■ EXERCISE DESCRIPTION: Take the line with "let hex = uuid::Uuid::new_v4().simple().to_string();" and every line after it in the data. Transcribe them exactly, through the last.

■ Records drawn from a dataset:
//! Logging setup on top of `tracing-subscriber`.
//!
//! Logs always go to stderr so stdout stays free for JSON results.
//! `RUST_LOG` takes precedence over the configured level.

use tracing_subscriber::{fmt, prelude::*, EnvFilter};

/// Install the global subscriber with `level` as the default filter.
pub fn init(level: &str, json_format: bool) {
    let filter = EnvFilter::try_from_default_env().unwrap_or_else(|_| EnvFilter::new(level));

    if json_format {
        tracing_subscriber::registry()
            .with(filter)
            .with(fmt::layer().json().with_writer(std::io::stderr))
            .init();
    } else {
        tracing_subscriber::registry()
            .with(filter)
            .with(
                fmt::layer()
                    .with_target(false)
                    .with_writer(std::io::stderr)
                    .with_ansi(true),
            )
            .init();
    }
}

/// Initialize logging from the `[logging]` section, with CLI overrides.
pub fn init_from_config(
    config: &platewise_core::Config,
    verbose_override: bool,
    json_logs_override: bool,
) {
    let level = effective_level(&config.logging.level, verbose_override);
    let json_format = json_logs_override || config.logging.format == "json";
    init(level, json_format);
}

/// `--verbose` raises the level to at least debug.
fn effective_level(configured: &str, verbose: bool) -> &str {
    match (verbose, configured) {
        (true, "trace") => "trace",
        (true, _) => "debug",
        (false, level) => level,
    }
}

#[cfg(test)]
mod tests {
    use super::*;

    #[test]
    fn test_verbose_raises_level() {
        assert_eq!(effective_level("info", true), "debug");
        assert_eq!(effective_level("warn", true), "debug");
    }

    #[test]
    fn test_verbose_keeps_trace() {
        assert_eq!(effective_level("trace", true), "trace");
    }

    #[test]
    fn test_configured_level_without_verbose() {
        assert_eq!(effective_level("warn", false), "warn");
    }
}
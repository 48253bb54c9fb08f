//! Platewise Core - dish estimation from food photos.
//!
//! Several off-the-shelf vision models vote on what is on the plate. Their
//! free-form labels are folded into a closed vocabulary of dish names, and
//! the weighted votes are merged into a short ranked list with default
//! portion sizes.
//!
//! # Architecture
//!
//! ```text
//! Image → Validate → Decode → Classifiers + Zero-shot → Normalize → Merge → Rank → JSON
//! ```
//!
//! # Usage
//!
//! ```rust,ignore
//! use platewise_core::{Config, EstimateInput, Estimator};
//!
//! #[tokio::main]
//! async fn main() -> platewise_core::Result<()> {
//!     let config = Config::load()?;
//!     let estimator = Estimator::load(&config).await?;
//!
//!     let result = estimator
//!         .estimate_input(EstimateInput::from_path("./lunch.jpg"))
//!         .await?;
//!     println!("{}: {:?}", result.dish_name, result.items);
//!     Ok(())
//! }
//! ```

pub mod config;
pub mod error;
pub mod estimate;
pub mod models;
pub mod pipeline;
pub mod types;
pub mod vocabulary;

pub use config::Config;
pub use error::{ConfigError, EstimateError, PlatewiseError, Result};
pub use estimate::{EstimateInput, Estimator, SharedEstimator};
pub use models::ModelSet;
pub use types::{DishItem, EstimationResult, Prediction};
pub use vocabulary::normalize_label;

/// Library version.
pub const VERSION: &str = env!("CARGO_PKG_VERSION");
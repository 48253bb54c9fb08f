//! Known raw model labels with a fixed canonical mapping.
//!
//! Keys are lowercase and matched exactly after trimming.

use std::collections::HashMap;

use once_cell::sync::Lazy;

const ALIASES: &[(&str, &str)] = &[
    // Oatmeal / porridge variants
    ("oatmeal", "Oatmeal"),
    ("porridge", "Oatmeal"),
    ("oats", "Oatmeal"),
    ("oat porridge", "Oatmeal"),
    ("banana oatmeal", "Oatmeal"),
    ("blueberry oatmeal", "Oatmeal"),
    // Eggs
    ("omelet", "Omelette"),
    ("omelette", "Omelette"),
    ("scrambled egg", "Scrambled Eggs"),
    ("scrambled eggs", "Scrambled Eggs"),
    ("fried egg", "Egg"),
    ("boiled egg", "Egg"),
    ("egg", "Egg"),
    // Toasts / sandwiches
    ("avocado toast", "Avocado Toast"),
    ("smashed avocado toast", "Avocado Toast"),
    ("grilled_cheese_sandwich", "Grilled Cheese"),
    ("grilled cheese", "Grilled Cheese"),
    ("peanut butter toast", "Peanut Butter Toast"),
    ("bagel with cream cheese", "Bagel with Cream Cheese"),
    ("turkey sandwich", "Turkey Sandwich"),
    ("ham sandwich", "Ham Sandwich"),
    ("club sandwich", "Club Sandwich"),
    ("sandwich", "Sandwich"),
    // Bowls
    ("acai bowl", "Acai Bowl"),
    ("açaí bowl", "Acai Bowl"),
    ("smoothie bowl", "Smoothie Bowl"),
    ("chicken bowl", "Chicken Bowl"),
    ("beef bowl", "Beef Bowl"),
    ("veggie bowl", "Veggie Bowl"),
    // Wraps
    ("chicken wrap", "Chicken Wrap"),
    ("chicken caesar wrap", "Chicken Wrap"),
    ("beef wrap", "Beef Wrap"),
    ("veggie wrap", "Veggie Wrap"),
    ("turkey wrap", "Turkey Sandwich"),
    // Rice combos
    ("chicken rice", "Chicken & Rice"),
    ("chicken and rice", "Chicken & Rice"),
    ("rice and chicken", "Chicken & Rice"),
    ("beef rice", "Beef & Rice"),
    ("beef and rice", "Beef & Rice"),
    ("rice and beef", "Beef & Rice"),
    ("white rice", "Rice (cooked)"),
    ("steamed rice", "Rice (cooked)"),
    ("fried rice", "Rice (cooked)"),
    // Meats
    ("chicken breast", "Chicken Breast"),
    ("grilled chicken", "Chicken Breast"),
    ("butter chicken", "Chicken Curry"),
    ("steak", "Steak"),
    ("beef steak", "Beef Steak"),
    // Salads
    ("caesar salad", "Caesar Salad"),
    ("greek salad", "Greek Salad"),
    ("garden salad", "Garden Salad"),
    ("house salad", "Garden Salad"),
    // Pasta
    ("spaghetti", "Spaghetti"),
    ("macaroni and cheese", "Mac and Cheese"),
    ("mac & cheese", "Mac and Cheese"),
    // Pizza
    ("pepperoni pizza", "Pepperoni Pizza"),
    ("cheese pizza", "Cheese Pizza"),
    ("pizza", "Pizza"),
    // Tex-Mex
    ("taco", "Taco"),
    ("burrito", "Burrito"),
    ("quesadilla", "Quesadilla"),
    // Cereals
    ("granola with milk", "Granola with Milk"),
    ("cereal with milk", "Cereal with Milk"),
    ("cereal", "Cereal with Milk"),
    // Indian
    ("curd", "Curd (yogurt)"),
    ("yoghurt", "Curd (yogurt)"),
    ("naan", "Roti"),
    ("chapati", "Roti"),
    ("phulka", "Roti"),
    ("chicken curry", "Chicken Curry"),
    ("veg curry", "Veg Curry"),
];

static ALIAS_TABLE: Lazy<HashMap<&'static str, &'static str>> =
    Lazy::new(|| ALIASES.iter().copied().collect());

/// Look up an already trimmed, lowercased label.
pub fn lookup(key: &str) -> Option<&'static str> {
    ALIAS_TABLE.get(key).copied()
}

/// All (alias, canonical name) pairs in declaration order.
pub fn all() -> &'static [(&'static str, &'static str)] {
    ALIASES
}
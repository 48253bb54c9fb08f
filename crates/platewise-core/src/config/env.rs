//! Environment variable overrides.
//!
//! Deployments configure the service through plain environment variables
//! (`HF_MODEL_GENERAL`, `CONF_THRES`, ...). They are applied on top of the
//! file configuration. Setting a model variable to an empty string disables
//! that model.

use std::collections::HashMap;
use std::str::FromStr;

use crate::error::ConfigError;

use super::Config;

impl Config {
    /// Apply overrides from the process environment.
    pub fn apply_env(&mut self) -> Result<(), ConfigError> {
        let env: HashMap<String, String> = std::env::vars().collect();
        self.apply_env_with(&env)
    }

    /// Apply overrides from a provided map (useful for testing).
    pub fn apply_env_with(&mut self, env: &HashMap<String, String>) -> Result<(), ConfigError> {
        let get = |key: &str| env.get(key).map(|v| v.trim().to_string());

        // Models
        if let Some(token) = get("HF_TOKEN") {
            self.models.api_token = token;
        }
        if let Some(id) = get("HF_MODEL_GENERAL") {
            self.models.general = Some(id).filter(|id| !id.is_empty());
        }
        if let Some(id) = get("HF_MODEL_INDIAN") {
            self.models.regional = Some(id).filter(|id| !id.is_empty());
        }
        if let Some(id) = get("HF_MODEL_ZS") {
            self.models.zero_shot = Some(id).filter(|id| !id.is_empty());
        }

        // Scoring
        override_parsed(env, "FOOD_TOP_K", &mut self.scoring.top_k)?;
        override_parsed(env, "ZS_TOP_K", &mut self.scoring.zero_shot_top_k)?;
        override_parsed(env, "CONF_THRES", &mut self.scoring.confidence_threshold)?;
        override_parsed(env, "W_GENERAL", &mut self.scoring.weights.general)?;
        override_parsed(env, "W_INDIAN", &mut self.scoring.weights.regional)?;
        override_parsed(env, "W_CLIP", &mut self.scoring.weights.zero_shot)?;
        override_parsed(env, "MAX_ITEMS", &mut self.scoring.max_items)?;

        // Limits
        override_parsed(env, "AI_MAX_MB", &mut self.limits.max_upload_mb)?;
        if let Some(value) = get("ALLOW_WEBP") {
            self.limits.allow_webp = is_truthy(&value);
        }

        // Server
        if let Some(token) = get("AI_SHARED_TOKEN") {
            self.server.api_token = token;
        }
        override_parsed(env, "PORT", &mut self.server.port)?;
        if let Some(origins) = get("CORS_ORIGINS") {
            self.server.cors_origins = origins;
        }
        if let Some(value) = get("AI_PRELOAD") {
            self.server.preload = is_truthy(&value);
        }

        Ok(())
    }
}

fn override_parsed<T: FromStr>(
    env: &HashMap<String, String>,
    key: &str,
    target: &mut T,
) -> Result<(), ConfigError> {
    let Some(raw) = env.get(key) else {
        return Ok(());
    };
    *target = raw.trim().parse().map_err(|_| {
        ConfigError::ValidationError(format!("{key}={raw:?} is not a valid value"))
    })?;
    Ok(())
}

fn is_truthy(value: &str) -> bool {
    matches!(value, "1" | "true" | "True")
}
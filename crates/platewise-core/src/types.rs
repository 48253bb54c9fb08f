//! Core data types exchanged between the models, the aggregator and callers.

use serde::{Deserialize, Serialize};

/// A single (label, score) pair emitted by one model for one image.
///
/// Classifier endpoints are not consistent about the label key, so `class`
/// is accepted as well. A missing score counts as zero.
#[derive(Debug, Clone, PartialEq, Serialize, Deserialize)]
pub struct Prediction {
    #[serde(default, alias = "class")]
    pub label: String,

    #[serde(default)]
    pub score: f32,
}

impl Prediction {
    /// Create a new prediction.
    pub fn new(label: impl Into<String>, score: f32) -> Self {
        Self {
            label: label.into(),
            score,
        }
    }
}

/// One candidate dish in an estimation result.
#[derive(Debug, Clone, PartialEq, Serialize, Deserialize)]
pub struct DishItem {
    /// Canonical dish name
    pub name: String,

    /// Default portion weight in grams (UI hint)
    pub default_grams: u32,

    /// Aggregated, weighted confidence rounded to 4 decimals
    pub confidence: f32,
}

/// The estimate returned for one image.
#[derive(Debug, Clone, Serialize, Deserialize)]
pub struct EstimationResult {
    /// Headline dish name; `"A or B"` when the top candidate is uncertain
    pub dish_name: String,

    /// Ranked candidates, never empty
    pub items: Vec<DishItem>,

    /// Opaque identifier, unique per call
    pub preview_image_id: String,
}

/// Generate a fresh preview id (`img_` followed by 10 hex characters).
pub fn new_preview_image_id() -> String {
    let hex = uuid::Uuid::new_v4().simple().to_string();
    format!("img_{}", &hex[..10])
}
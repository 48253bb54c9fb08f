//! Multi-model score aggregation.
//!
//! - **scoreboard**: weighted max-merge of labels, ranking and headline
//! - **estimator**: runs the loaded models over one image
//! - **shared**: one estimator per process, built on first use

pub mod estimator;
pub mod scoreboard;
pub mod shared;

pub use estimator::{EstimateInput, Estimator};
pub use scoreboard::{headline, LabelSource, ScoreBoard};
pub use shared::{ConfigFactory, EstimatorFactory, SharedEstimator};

■ THE COMPLETED TASK:
    let hex = uuid::Uuid::new_v4().simple().to_string();
    format!("img_{}", &hex[..10])
}
repository 48253bb54c9fb08f
//! Multi-model score aggregation.
//!
//! - **scoreboard**: weighted max-merge of labels, ranking and headline
//! - **estimator**: runs the loaded models over one image
//! - **shared**: one estimator per process, built on first use

pub mod estimator;
pub mod scoreboard;
pub mod shared;

pub use estimator::{EstimateInput, Estimator};
pub use scoreboard::{headline, LabelSource, ScoreBoard};
pub use shared::{ConfigFactory, EstimatorFactory, SharedEstimator};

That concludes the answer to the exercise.